### Your objective:
Keep only the lines from the start of the data through the line containing "into the primary tag of the", and output them exactly.

== == ==

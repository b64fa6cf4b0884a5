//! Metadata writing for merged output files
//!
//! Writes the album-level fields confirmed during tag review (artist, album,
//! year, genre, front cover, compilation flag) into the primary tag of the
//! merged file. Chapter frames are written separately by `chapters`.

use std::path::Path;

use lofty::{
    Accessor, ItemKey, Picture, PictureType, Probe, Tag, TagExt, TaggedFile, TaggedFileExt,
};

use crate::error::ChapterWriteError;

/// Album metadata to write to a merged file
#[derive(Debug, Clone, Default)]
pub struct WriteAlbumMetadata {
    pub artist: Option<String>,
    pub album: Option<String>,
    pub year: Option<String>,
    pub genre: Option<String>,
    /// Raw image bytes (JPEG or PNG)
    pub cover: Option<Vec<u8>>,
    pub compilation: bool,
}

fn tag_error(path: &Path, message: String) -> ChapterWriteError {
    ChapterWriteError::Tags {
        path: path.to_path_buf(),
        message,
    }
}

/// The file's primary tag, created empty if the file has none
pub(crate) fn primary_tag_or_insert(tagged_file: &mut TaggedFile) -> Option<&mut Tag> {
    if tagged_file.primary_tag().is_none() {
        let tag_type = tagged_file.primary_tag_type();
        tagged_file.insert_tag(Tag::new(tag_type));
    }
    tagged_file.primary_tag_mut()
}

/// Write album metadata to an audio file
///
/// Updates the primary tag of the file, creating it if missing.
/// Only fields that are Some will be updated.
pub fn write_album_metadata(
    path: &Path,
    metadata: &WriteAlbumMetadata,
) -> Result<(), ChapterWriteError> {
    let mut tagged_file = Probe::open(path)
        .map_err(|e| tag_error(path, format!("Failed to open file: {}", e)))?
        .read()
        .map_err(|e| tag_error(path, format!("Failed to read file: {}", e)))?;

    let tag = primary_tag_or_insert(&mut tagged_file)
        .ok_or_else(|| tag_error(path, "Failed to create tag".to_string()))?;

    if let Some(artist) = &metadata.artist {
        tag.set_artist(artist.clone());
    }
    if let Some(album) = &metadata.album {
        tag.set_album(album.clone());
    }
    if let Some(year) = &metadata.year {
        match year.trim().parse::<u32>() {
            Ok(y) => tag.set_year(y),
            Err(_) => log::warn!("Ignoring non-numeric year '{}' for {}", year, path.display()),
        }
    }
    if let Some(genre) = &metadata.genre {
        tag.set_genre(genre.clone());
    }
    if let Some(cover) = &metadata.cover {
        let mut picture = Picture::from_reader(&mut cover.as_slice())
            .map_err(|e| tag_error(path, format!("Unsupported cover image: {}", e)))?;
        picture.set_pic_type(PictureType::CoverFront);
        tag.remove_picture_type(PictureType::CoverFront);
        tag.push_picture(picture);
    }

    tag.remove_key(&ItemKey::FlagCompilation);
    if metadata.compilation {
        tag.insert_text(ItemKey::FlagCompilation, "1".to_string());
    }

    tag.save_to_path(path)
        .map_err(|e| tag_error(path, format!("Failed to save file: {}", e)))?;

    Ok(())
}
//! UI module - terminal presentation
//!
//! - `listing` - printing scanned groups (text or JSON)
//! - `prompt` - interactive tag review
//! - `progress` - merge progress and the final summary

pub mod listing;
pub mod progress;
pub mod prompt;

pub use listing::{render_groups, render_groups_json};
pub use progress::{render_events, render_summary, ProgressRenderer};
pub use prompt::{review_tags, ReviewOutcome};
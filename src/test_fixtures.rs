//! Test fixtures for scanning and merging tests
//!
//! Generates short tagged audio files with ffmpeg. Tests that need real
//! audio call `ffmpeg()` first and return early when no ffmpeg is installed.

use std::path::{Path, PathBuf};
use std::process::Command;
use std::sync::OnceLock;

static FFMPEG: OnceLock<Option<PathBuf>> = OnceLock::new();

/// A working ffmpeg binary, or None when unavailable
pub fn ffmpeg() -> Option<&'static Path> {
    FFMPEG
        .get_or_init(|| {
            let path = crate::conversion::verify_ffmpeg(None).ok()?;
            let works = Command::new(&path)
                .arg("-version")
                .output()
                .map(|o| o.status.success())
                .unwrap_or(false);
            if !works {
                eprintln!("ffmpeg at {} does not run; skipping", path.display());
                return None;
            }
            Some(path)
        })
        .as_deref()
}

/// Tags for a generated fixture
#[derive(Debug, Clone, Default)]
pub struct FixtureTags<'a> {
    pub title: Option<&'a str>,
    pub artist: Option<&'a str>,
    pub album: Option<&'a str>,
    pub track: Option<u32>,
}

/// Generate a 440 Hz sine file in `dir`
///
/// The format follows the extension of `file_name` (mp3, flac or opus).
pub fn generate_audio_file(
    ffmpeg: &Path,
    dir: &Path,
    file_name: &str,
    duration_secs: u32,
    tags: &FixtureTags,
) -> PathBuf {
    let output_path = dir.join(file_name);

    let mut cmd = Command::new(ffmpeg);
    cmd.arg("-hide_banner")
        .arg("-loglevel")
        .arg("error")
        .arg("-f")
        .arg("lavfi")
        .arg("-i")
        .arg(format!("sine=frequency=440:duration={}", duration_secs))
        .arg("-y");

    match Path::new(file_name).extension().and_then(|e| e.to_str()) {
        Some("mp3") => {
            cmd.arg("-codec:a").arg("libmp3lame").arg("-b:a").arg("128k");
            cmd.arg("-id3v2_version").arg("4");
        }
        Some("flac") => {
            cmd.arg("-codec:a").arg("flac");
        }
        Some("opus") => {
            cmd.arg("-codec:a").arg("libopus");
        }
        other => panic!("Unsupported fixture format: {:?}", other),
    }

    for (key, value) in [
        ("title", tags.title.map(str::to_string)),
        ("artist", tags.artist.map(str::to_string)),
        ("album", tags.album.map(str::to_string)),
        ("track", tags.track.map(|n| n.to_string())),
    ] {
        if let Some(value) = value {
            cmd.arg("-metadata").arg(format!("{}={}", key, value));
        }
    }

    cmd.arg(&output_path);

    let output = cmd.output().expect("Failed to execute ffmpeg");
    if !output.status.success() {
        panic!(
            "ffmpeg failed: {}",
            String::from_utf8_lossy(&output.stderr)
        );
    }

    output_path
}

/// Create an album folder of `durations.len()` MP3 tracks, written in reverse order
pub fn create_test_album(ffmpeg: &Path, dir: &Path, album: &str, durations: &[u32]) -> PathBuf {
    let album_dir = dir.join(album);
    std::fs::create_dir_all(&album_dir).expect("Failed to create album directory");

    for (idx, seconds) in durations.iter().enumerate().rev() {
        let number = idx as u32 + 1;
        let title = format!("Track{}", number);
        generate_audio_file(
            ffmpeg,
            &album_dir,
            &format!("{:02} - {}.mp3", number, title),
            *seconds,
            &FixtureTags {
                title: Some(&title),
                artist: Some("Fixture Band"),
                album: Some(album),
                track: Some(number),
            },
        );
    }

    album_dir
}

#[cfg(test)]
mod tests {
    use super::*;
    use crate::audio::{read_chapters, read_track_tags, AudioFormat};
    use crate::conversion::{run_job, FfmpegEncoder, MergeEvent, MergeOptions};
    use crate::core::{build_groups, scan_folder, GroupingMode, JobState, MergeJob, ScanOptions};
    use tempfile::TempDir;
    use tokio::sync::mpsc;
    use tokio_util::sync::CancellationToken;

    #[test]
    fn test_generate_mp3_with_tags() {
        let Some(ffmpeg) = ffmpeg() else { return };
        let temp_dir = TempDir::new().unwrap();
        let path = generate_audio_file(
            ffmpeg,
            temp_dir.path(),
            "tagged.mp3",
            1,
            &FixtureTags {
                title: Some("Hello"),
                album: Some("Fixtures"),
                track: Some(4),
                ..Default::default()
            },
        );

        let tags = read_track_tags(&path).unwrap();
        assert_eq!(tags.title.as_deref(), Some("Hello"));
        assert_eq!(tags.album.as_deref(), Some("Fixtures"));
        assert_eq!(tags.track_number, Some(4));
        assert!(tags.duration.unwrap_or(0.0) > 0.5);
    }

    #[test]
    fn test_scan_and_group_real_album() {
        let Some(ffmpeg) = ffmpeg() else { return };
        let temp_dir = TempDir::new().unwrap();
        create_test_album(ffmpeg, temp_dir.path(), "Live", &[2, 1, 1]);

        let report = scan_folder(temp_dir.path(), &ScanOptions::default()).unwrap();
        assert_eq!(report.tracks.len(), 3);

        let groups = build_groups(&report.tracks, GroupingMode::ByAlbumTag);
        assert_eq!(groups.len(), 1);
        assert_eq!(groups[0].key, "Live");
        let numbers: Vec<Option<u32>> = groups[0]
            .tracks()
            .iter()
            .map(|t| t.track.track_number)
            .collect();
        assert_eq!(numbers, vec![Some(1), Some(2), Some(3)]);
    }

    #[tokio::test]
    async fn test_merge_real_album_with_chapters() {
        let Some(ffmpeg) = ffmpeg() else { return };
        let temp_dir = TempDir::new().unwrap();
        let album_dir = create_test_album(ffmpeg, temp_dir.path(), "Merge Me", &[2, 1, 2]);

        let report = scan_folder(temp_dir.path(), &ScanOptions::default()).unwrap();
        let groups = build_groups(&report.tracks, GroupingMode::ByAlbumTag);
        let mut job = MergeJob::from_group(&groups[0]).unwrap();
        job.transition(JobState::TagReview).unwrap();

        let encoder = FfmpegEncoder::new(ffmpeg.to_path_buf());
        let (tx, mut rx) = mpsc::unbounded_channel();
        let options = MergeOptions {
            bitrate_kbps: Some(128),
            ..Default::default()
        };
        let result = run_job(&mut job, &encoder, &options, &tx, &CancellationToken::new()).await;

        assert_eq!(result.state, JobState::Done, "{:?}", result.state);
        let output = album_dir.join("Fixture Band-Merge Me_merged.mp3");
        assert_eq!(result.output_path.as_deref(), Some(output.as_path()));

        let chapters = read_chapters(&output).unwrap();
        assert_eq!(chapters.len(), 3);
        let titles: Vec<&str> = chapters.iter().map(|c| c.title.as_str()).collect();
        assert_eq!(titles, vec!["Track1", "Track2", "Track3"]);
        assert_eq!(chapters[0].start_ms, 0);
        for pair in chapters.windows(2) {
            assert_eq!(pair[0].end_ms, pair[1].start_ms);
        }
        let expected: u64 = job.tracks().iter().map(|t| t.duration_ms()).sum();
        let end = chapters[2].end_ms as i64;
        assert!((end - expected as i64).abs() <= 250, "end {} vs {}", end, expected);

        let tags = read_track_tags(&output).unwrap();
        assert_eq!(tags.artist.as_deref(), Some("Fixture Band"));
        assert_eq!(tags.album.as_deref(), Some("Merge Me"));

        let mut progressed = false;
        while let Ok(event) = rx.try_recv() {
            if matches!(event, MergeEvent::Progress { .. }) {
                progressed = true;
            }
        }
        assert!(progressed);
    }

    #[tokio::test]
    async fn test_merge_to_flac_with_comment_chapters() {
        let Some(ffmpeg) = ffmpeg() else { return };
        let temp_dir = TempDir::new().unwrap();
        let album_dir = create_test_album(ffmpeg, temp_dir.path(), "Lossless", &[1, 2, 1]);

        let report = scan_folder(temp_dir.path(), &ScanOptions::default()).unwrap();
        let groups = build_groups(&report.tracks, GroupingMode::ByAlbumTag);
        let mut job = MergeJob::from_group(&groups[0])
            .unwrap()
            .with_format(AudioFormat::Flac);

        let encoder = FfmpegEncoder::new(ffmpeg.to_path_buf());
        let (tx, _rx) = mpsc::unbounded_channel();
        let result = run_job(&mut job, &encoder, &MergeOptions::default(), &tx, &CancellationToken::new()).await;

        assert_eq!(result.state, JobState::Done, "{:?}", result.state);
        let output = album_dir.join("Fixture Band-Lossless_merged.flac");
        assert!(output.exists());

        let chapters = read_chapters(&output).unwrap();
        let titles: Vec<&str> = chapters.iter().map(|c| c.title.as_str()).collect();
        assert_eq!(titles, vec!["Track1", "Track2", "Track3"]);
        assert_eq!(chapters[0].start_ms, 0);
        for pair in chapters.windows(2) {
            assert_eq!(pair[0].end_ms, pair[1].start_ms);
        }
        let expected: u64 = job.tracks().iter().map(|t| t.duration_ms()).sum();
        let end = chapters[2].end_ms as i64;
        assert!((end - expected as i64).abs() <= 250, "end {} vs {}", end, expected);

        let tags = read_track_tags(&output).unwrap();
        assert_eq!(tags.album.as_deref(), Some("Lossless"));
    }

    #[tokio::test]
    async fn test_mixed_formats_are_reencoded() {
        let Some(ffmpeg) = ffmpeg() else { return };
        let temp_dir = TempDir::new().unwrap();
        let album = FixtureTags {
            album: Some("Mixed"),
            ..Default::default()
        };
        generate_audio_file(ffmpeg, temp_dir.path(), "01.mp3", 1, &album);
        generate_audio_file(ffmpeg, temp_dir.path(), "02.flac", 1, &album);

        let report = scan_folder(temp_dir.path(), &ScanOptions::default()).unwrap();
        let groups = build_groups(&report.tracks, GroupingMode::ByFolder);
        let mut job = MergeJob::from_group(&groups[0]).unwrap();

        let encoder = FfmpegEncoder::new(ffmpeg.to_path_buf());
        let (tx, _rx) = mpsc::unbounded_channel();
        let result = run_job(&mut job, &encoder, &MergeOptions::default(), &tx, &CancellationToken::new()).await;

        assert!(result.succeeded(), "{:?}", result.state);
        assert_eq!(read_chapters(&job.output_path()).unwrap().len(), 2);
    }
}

== == ==

### Finished exercise:
repository b64fa6cf4b0884a5
//! Metadata writing for merged output files
//!
//! Writes the album-level fields confirmed during tag review (artist, album,
//! year, genre, front cover, compilation flag) into the primary tag of the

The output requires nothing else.